The coalition also has lobbied to extend District 6 across the Lake Washington Ship Canal from Northwest Seattle into Magnolia, rather than extending District 4 across the ship canal from Northeast Seattle into Montlake and rather than breaking up District 7’s concentration of apartment dwellers in neighborhoods like Belltown and South Lake Union. The commission’s joint proposal adheres to that logic as well.

Meanwhile, the joint proposal would extend District 1 across the Duwamish River, uniting the somewhat similar neighborhoods of South Park and Georgetown, located on opposite sides of the river, in a district that would also include West Seattle, Sodo and Pioneer Square.

The most significant change, politically speaking, could be in Magnolia, which two council members would share. Moving many Magnolia homeowners into District 6 while keeping some of the neighborhood’s denser blocks in District 7 could strengthen the sway in District 7 of renters and younger voters.

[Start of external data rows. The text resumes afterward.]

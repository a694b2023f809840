//! Core domain types for scholarship ingestion.

use chrono::{DateTime, NaiveDate, Utc};
use serde::{Deserialize, Deserializer, Serialize};

// ---------------------------------------------------------------------------
// Closed enums
// ---------------------------------------------------------------------------

/// Implements `as_str`, `ALL`, `Display` and `FromStr` for a closed enum whose
/// serde names match its stored names.
macro_rules! closed_enum {
    ($ty:ident { $($variant:ident => $name:literal),+ $(,)? }) => {
        impl $ty {
            /// Every variant, in declaration order.
            pub const ALL: &'static [$ty] = &[$($ty::$variant),+];

            /// Canonical name, as stored and as shown to providers.
            pub fn as_str(&self) -> &'static str {
                match self {
                    $($ty::$variant => $name),+
                }
            }
        }

        impl std::fmt::Display for $ty {
            fn fmt(&self, f: &mut std::fmt::Formatter<'_>) -> std::fmt::Result {
                f.pad(self.as_str())
            }
        }

        impl std::str::FromStr for $ty {
            type Err = String;

            fn from_str(s: &str) -> std::result::Result<Self, Self::Err> {
                Self::ALL
                    .iter()
                    .find(|v| v.as_str().eq_ignore_ascii_case(s.trim()))
                    .copied()
                    .ok_or_else(|| format!("unknown {} `{s}`", stringify!($ty)))
            }
        }
    };
}

/// Academic level a scholarship targets.
#[derive(Debug, Clone, Copy, PartialEq, Eq, Hash, Serialize, Deserialize)]
pub enum StudyLevel {
    Bachelor,
    Master,
    #[serde(rename = "PhD")]
    PhD,
    Postdoctoral,
    Any,
}

closed_enum!(StudyLevel {
    Bachelor => "Bachelor",
    Master => "Master",
    PhD => "PhD",
    Postdoctoral => "Postdoctoral",
    Any => "Any",
});

/// Funding category.
#[derive(Debug, Clone, Copy, PartialEq, Eq, Hash, Serialize, Deserialize)]
pub enum ScholarshipCategory {
    #[serde(rename = "Fully Funded")]
    FullyFunded,
    #[serde(rename = "Partial Funding")]
    PartialFunding,
    #[serde(rename = "Tuition Waiver")]
    TuitionWaiver,
    #[serde(rename = "Research Grant")]
    ResearchGrant,
    Fellowship,
    #[serde(rename = "Exchange Program")]
    ExchangeProgram,
    #[serde(rename = "Merit-Based")]
    MeritBased,
    #[serde(rename = "Need-Based")]
    NeedBased,
}

closed_enum!(ScholarshipCategory {
    FullyFunded => "Fully Funded",
    PartialFunding => "Partial Funding",
    TuitionWaiver => "Tuition Waiver",
    ResearchGrant => "Research Grant",
    Fellowship => "Fellowship",
    ExchangeProgram => "Exchange Program",
    MeritBased => "Merit-Based",
    NeedBased => "Need-Based",
});

/// ISO currency of the award amount.
#[derive(Debug, Clone, Copy, PartialEq, Eq, Hash, Serialize, Deserialize)]
#[serde(rename_all = "UPPERCASE")]
pub enum Currency {
    Usd,
    Eur,
    Gbp,
    Cad,
    Aud,
    Jpy,
    Cny,
    Inr,
    Chf,
    Sek,
    Nok,
    Dkk,
    Nzd,
    Sgd,
    Krw,
    Zar,
    Brl,
    #[serde(rename = "Other")]
    Other,
}

closed_enum!(Currency {
    Usd => "USD",
    Eur => "EUR",
    Gbp => "GBP",
    Cad => "CAD",
    Aud => "AUD",
    Jpy => "JPY",
    Cny => "CNY",
    Inr => "INR",
    Chf => "CHF",
    Sek => "SEK",
    Nok => "NOK",
    Dkk => "DKK",
    Nzd => "NZD",
    Sgd => "SGD",
    Krw => "KRW",
    Zar => "ZAR",
    Brl => "BRL",
    Other => "Other",
});

/// Upstream search provider family.
#[derive(Debug, Clone, Copy, PartialEq, Eq, Hash, Default, Serialize, Deserialize)]
#[serde(rename_all = "lowercase")]
pub enum ProviderKind {
    #[default]
    Perplexity,
    OpenAi,
    Anthropic,
}

closed_enum!(ProviderKind {
    Perplexity => "perplexity",
    OpenAi => "openai",
    Anthropic => "anthropic",
});

// ---------------------------------------------------------------------------
// Candidates
// ---------------------------------------------------------------------------

/// Unvalidated scholarship as emitted by a provider.
///
/// Deserializing into this type is the schema check: missing required fields,
/// wrong types and unknown enum values all fail here.
#[derive(Debug, Clone, Deserialize)]
pub struct Candidate {
    pub title: String,
    pub organization: String,
    pub country: String,
    pub level: StudyLevel,
    pub field: String,
    pub category: ScholarshipCategory,
    pub deadline: String,
    pub description: String,
    pub link: String,
    #[serde(default, deserialize_with = "string_or_number")]
    pub amount: Option<String>,
    #[serde(default)]
    pub currency: Option<Currency>,
}

/// Accept `"€10,000"`, `10000` or `null` for free-text amounts.
fn string_or_number<'de, D>(deserializer: D) -> std::result::Result<Option<String>, D::Error>
where
    D: Deserializer<'de>,
{
    #[derive(Deserialize)]
    #[serde(untagged)]
    enum Amount {
        Text(String),
        Number(serde_json::Number),
    }

    Ok(match Option::<Amount>::deserialize(deserializer)? {
        Some(Amount::Text(s)) if !s.trim().is_empty() => Some(s.trim().to_string()),
        Some(Amount::Number(n)) => Some(n.to_string()),
        _ => None,
    })
}

/// A candidate that passed schema, trust and deadline checks.
#[derive(Debug, Clone, PartialEq, Serialize, Deserialize)]
pub struct ValidatedCandidate {
    pub title: String,
    pub organization: String,
    pub country: String,
    pub level: StudyLevel,
    pub field: String,
    pub category: ScholarshipCategory,
    pub deadline: NaiveDate,
    pub description: String,
    pub link: String,
    #[serde(default, skip_serializing_if = "Option::is_none")]
    pub amount: Option<String>,
    #[serde(default, skip_serializing_if = "Option::is_none")]
    pub currency: Option<Currency>,
}

impl ValidatedCandidate {
    /// Normalized `(title, organization)` key used for deduplication.
    pub fn identity_key(&self) -> String {
        identity_key(&self.title, &self.organization)
    }
}

/// A validated candidate whose link answered a liveness check.
#[derive(Debug, Clone, PartialEq, Serialize, Deserialize)]
pub struct VerifiedCandidate {
    pub candidate: ValidatedCandidate,
    /// Final HTTP status that counted as alive.
    pub http_status: u16,
    pub checked_at: DateTime<Utc>,
}

/// Build the identity key for a title/organization pair.
///
/// Lowercased and trimmed; the unit separator keeps `("a b", "c")` and
/// `("a", "b c")` apart.
pub fn identity_key(title: &str, organization: &str) -> String {
    format!(
        "{}\u{1f}{}",
        title.trim().to_lowercase(),
        organization.trim().to_lowercase()
    )
}

// ---------------------------------------------------------------------------
// Persisted entities
// ---------------------------------------------------------------------------

/// A scholarship row in the persisted corpus.
#[derive(Debug, Clone, Serialize, Deserialize)]
pub struct ScholarshipRecord {
    /// UUID v7.
    pub id: String,
    pub identity_key: String,
    pub title: String,
    pub organization: String,
    pub country: String,
    pub level: StudyLevel,
    pub field: String,
    pub category: ScholarshipCategory,
    pub deadline: NaiveDate,
    pub description: String,
    pub link: String,
    #[serde(default, skip_serializing_if = "Option::is_none")]
    pub amount: Option<String>,
    #[serde(default, skip_serializing_if = "Option::is_none")]
    pub currency: Option<Currency>,
    /// Set only by an administrator who checked the listing by hand.
    pub human_verified: bool,
    /// Provider and run that first produced the record.
    pub source: String,
    pub created_at: DateTime<Utc>,
    pub updated_at: DateTime<Utc>,
}

/// Lifecycle state of a fetch run.
#[derive(Debug, Clone, Copy, PartialEq, Eq, Serialize, Deserialize)]
#[serde(rename_all = "lowercase")]
pub enum RunStatus {
    Running,
    Completed,
    Failed,
}

closed_enum!(RunStatus {
    Running => "running",
    Completed => "completed",
    Failed => "failed",
});

impl RunStatus {
    /// Completed and failed runs never change again.
    pub fn is_terminal(&self) -> bool {
        !matches!(self, Self::Running)
    }
}

/// One pipeline execution in the run log.
#[derive(Debug, Clone, Serialize, Deserialize)]
pub struct FetchRun {
    pub id: String,
    pub queries: Vec<String>,
    pub status: RunStatus,
    pub found: u32,
    pub added: u32,
    #[serde(default, skip_serializing_if = "Option::is_none")]
    pub error: Option<String>,
    pub started_at: DateTime<Utc>,
    #[serde(default, skip_serializing_if = "Option::is_none")]
    pub completed_at: Option<DateTime<Utc>>,
}

#[cfg(test)]
mod tests {
    use super::*;

    #[test]
    fn candidate_deserializes_with_numeric_amount() {
        let json = r#"{
            "title": "Global Excellence Scholarship",
            "organization": "University of Example",
            "country": "Netherlands",
            "level": "Master",
            "field": "Any",
            "category": "Merit-Based",
            "deadline": "2027-02-01",
            "description": "Covers tuition.",
            "link": "https://www.uva.nl/apply",
            "amount": 25000,
            "currency": "EUR"
        }"#;
        let candidate: Candidate = serde_json::from_str(json).expect("deserialize");
        assert_eq!(candidate.level, StudyLevel::Master);
        assert_eq!(candidate.category, ScholarshipCategory::MeritBased);
        assert_eq!(candidate.amount.as_deref(), Some("25000"));
        assert_eq!(candidate.currency, Some(Currency::Eur));
    }

    #[test]
    fn candidate_rejects_unknown_category() {
        let json = r#"{
            "title": "t", "organization": "o", "country": "c", "level": "PhD",
            "field": "f", "category": "Lottery", "deadline": "2027-01-01",
            "description": "d", "link": "https://mit.edu"
        }"#;
        let err = serde_json::from_str::<Candidate>(json).unwrap_err();
        assert!(err.to_string().contains("unknown variant"));
    }

    #[test]
    fn candidate_rejects_level_synonyms() {
        for level in ["Masters", "Bachelors", "Doctoral", "Postdoc", "Undergraduate"] {
            let json = format!(
                r#"{{
                    "title": "t", "organization": "o", "country": "c", "level": "{level}",
                    "field": "f", "category": "Fully Funded", "deadline": "2027-01-01",
                    "description": "d", "link": "https://mit.edu"
                }}"#
            );
            assert!(serde_json::from_str::<Candidate>(&json).is_err(), "{level} accepted");
        }
    }

    #[test]
    fn enum_names_roundtrip_through_from_str() {
        for level in StudyLevel::ALL {
            assert_eq!(level.as_str().parse::<StudyLevel>().unwrap(), *level);
        }
        for category in ScholarshipCategory::ALL {
            assert_eq!(
                category.as_str().parse::<ScholarshipCategory>().unwrap(),
                *category
            );
        }
        assert_eq!(ScholarshipCategory::ALL.len(), 8);
        assert_eq!(Currency::ALL.len(), 18);
        assert_eq!("completed".parse::<RunStatus>().unwrap(), RunStatus::Completed);
        assert!("paused".parse::<RunStatus>().is_err());
    }

    #[test]
    fn identity_key_is_case_and_whitespace_insensitive() {
        assert_eq!(
            identity_key("  Fulbright Program ", "U.S. Department of State"),
            identity_key("fulbright program", "u.s. department of state  ")
        );
        assert_ne!(identity_key("a b", "c"), identity_key("a", "b c"));
    }

    #[test]
    fn terminal_statuses() {
        assert!(!RunStatus::Running.is_terminal());
        assert!(RunStatus::Completed.is_terminal());
        assert!(RunStatus::Failed.is_terminal());
    }
}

“Young people and renters in the downtown corridor have represented the bulk of growth in Seattle and especially District 7,” and shouldn’t have their voting power weakened by district lines, Jazmine Smith, political manager at The Washington Bus, said in the coalition’s news release.

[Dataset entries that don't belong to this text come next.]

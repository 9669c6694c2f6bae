//! Texture intake
//!
//! Folder scanning, dropped-file filtering and the grouped "load textures"
//! preview.

use crate::color_space::{determine_color_space, ColorSpace};
use crate::error::{Result, TxError};
use crate::formats::{is_converted_extension, SOURCE_EXTENSIONS};
use serde::Serialize;
use shared_utils::common_utils::{file_name_string, get_extension_lowercase, is_hidden_file};
use shared_utils::collect_files_sorted;
use std::collections::BTreeMap;
use std::fmt::Write;
use std::path::{Path, PathBuf};
use tracing::{debug, warn};

/// Space → extension → files.
pub type TextureGroups = BTreeMap<ColorSpace, BTreeMap<String, Vec<PathBuf>>>;

/// Source textures under `folder`, sorted by path. Hidden files (including
/// `._name` resource forks) are ignored.
pub fn gather_textures(folder: &Path, recursive: bool) -> Result<Vec<PathBuf>> {
    if !folder.exists() {
        return Err(TxError::InputNotFound(folder.to_path_buf()));
    }
    if !folder.is_dir() {
        return Err(TxError::NotADirectory(folder.to_path_buf()));
    }

    let files: Vec<PathBuf> = collect_files_sorted(folder, SOURCE_EXTENSIONS, recursive)
        .into_iter()
        .filter(|p| !is_hidden_file(p))
        .filter(|p| !is_converted_extension(&get_extension_lowercase(p)))
        .collect();

    debug!(folder = %folder.display(), count = files.len(), recursive, "Gathered textures");
    Ok(files)
}

/// Filter an explicit file list the way the drop target did: missing paths
/// are dropped, folders are expanded.
pub fn collect_dropped(paths: &[PathBuf], recursive: bool) -> Vec<PathBuf> {
    let mut out = Vec::new();
    for path in paths {
        if path.is_file() {
            out.push(path.clone());
        } else if path.is_dir() {
            match gather_textures(path, recursive) {
                Ok(found) => out.extend(found),
                Err(e) => warn!(path = %path.display(), error = %e, "Skipping dropped folder"),
            }
        } else {
            warn!(path = %path.display(), "Dropped path does not exist, ignoring");
        }
    }
    out
}

pub fn group_textures(paths: &[PathBuf], tif_srgb: bool) -> TextureGroups {
    let mut groups = TextureGroups::new();
    for path in paths {
        let cs = determine_color_space(path, tif_srgb).color_space;
        groups
            .entry(cs)
            .or_default()
            .entry(get_extension_lowercase(path))
            .or_default()
            .push(path.clone());
    }
    groups
}

pub fn count_grouped(groups: &TextureGroups) -> usize {
    groups
        .values()
        .flat_map(|by_ext| by_ext.values())
        .map(Vec::len)
        .sum()
}

/// Plain-text preview:
///
/// ```text
/// RAW:
///   .PNG:
///     - wall_normal.png
///
/// Total Textures to Convert: 1
/// ```
pub fn render_groups(groups: &TextureGroups) -> String {
    let mut out = String::new();
    for (cs, by_ext) in groups {
        let _ = writeln!(out, "{}:", cs.as_str().to_uppercase());
        for (ext, files) in by_ext {
            let _ = writeln!(out, "  .{}:", ext.to_uppercase());
            for file in files {
                let _ = writeln!(out, "    - {}", file_name_string(file));
            }
            out.push('\n');
        }
    }
    let _ = write!(out, "Total Textures to Convert: {}", count_grouped(groups));
    out
}

#[derive(Debug, Serialize)]
pub struct ScanReport<'a> {
    pub total: usize,
    pub groups: &'a TextureGroups,
}

pub fn groups_to_json(groups: &TextureGroups) -> serde_json::Result<String> {
    serde_json::to_string_pretty(&ScanReport {
        total: count_grouped(groups),
        groups,
    })
}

According to the Magnolia Chamber of Commerce, some community members have raised concerns about the neighborhood being split, with part separated from Queen Anne. The chamber suggested this week that residents request district boundary adjustments in Seattle’s “diverse and ever-changing downtown residential areas,” rather than the “long-established neighborhood communities of Magnolia and Queen Anne.”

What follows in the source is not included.